Excerpts from a dataset
- Opening Delimiter -

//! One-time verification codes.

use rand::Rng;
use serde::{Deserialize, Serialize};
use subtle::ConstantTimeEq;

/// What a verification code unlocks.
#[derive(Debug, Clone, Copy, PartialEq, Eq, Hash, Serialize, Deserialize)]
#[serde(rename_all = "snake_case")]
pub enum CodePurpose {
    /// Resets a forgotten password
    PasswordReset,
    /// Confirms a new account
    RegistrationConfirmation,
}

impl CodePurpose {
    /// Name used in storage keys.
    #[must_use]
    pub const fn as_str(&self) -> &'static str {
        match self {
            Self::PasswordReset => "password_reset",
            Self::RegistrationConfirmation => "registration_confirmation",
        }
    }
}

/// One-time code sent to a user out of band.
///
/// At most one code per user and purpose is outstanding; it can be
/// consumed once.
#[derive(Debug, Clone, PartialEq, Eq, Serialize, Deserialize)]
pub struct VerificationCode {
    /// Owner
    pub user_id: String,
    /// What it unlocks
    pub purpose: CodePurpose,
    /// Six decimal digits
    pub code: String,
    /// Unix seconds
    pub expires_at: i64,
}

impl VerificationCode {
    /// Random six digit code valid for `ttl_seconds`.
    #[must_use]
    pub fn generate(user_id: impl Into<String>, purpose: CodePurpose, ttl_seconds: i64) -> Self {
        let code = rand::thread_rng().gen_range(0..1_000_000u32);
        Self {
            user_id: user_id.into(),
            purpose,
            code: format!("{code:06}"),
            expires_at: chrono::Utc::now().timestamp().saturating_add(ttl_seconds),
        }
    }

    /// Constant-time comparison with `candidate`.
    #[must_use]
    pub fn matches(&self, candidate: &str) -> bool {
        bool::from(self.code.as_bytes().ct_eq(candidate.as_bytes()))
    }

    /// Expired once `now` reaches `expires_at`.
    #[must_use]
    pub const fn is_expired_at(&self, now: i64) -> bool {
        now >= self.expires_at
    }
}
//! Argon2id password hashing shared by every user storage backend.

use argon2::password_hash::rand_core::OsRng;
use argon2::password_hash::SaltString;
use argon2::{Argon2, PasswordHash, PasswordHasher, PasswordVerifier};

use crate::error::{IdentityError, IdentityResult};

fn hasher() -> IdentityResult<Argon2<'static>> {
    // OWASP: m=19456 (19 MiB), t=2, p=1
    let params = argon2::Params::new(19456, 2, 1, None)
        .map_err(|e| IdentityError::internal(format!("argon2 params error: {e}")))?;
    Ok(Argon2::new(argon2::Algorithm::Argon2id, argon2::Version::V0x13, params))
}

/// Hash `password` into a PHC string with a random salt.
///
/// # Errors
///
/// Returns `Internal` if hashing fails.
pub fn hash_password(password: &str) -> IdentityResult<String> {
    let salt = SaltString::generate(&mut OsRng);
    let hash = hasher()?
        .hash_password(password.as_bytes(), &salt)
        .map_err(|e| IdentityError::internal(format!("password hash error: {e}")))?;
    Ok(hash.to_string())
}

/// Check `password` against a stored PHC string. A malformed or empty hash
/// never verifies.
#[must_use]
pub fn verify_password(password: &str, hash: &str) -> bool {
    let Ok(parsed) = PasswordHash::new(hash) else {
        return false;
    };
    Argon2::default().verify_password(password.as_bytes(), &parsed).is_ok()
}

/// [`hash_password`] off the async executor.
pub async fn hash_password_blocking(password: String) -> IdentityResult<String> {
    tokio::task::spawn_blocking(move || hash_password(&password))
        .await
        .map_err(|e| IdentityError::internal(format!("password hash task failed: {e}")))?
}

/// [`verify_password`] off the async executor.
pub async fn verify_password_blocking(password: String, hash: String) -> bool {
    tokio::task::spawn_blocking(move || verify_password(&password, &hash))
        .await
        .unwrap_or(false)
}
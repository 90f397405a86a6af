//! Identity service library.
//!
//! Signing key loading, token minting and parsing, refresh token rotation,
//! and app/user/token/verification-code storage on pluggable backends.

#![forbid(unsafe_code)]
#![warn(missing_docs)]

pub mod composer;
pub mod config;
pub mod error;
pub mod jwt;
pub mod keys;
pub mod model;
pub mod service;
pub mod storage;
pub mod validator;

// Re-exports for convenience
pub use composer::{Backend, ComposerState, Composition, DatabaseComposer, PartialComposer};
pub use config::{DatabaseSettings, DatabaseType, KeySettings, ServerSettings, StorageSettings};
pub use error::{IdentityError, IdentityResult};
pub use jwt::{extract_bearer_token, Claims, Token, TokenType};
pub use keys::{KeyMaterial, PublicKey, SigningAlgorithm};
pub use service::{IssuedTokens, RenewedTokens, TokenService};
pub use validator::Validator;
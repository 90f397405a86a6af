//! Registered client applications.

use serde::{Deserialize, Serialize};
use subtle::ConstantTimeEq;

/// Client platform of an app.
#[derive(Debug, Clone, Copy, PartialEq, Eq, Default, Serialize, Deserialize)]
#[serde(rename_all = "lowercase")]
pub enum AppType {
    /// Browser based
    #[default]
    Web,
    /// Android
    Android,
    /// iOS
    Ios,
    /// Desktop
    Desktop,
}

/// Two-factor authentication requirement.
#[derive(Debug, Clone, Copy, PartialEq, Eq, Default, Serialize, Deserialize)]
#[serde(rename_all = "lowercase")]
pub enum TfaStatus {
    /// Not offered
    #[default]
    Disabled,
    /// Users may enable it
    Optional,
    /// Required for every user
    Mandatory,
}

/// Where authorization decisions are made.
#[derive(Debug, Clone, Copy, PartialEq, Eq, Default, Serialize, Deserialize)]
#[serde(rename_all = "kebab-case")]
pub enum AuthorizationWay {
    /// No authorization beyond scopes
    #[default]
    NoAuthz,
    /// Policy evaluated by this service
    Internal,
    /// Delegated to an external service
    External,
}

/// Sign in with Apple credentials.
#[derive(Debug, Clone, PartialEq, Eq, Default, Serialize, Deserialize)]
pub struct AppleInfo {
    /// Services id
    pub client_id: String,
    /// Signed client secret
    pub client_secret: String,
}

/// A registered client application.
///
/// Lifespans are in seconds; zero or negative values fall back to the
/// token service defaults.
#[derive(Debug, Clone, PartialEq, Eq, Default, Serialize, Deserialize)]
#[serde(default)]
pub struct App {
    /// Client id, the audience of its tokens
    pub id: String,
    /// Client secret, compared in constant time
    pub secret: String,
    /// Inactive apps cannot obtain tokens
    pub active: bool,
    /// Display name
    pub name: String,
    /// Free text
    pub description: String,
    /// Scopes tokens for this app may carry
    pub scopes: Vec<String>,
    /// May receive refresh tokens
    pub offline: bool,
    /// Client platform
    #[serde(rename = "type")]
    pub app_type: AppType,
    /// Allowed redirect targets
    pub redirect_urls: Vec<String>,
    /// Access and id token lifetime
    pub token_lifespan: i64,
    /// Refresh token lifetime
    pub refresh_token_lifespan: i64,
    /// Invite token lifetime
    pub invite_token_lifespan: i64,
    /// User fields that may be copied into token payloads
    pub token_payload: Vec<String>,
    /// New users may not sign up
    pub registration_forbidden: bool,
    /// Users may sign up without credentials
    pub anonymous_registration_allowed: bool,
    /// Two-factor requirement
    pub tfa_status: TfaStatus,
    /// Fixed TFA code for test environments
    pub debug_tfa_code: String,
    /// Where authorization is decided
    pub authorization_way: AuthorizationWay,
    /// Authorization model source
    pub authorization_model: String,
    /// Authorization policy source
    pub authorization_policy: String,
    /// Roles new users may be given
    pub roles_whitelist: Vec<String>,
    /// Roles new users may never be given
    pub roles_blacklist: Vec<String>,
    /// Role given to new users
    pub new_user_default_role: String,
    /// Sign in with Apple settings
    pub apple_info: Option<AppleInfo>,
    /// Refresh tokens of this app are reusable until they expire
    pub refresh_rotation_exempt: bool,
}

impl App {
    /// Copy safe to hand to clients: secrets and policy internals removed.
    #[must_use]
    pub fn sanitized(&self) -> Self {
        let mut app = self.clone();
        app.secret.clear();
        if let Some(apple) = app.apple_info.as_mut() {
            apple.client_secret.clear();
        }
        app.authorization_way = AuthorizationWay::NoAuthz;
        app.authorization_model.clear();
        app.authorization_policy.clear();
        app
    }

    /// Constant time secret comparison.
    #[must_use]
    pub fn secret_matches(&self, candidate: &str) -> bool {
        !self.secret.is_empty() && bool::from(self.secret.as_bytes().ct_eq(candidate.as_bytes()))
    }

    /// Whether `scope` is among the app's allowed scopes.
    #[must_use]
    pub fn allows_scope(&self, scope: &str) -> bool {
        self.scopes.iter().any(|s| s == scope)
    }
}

- Closing Delimiter -
- Opening Delimiter -

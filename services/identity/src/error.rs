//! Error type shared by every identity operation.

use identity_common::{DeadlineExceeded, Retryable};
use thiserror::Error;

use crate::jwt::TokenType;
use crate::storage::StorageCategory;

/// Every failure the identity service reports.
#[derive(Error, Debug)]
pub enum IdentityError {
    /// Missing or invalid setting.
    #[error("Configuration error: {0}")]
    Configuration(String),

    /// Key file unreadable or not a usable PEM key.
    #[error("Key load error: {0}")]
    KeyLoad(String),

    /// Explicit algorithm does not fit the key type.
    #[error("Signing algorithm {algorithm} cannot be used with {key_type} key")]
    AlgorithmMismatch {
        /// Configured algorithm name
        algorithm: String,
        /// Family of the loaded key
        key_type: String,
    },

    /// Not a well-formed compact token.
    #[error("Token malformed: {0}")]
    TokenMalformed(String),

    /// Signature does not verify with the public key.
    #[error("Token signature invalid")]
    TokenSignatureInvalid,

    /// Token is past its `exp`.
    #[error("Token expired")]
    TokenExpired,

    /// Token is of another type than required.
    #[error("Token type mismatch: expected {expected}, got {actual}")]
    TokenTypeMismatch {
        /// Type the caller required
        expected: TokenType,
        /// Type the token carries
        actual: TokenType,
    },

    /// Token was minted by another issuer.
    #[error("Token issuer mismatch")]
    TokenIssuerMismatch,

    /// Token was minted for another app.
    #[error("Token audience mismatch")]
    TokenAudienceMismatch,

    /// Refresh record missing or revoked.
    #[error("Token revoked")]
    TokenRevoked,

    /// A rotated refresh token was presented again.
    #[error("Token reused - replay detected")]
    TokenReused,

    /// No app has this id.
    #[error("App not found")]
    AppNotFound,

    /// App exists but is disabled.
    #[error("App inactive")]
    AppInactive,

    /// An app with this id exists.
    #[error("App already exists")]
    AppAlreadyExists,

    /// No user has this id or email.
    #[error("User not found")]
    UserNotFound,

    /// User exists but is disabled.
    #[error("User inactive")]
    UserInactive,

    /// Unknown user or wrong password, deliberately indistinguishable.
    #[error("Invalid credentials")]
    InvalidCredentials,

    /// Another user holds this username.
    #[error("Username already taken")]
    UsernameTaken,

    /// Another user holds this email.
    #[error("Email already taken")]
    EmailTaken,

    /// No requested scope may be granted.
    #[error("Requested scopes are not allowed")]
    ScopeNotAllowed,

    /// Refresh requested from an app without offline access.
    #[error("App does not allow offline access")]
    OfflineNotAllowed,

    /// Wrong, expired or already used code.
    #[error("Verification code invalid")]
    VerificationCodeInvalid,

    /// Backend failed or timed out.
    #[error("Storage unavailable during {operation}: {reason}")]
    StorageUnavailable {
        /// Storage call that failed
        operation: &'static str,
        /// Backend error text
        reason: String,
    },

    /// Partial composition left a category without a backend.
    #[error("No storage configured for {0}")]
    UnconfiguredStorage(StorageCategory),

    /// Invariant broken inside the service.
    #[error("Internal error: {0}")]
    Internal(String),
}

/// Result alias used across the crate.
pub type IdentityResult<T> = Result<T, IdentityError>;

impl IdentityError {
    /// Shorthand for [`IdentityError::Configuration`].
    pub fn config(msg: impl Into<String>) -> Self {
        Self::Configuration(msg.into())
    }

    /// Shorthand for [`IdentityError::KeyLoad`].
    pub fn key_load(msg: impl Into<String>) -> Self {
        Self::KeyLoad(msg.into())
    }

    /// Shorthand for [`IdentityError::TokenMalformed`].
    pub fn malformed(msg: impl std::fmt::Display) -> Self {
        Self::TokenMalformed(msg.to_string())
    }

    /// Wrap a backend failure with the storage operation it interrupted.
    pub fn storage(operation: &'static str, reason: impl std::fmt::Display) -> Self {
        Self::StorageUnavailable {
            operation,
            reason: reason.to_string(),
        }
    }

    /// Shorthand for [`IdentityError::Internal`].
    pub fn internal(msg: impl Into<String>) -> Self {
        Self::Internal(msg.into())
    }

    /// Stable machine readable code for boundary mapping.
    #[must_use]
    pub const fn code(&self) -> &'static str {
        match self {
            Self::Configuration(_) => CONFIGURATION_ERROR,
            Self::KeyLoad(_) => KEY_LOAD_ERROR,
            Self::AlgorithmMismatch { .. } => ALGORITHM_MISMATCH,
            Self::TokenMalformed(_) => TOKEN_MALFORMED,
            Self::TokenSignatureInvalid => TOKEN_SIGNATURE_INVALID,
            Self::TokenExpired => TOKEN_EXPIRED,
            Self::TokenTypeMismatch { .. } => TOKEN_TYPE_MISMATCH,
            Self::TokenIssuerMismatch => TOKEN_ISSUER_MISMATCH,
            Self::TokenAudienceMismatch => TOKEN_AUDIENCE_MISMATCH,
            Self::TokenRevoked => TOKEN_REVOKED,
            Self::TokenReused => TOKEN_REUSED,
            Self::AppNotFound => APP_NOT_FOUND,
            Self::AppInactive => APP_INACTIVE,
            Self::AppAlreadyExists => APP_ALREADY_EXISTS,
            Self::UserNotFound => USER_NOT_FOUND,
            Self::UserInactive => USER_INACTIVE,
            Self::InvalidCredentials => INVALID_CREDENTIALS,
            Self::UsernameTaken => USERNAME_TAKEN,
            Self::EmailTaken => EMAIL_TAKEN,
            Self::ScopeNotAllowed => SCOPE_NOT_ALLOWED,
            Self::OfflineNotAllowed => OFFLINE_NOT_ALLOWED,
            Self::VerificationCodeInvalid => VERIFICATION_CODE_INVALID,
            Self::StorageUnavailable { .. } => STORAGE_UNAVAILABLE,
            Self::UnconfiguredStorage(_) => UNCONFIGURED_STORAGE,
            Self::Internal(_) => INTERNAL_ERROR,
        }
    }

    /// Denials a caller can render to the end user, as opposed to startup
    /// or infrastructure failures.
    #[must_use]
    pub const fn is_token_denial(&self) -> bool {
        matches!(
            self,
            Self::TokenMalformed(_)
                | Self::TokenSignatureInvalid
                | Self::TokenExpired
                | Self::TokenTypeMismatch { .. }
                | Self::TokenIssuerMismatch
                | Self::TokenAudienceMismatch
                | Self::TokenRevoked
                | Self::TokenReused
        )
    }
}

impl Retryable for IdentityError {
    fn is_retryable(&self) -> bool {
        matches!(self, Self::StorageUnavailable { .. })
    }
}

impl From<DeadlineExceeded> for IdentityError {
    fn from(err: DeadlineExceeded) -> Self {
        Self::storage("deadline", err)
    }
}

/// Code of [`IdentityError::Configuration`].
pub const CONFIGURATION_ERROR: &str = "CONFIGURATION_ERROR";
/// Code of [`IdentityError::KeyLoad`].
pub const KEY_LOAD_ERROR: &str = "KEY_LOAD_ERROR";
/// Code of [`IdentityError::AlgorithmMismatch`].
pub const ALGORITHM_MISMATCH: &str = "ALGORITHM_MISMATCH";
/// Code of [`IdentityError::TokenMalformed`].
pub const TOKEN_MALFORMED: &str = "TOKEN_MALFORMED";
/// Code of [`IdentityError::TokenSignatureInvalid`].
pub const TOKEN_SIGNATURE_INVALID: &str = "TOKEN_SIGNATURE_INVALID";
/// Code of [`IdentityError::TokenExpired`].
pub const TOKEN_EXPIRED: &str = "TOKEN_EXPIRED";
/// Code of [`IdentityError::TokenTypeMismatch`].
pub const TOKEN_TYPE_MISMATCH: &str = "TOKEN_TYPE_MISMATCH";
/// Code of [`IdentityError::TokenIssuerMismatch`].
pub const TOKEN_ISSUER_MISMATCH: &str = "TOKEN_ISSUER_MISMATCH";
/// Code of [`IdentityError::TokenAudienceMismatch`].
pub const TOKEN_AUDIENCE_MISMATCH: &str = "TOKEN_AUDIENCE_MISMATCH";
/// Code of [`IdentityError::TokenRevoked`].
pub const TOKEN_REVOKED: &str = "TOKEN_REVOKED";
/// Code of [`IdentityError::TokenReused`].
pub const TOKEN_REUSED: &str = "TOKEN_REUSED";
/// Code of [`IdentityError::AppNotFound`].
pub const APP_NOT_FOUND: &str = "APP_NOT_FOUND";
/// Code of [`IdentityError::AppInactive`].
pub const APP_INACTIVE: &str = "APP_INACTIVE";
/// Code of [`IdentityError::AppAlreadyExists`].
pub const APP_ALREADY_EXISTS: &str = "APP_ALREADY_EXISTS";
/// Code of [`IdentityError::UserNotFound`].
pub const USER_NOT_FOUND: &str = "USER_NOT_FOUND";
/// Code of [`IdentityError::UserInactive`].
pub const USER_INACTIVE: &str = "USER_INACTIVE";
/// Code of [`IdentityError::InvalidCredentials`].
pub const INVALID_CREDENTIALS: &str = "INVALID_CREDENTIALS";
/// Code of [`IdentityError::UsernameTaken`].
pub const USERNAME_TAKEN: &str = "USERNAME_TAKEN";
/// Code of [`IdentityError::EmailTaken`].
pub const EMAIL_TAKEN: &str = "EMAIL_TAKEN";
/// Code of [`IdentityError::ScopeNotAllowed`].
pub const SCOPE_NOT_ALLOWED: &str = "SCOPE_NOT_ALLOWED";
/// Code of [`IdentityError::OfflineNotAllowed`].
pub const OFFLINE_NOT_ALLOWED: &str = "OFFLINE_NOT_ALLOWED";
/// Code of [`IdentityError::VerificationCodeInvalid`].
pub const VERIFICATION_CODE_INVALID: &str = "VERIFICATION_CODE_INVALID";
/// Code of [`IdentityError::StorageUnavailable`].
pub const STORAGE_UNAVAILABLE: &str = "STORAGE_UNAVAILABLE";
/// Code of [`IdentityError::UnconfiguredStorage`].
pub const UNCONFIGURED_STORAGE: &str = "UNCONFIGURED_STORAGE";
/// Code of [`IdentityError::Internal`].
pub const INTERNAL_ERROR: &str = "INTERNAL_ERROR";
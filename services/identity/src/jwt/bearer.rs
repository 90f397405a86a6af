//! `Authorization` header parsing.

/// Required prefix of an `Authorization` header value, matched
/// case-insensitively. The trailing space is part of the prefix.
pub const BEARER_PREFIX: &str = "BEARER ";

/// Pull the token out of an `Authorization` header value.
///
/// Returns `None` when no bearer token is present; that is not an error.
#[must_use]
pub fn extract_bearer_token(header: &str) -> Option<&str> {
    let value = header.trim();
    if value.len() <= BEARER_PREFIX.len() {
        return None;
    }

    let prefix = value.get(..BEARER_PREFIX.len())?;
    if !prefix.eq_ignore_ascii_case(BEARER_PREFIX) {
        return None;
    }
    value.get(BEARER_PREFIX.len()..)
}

- Closing Delimiter -

## Your goal
Of all the lines above, tally those with the word "UserInactive". Write the total only.

## Solution to the exercise
3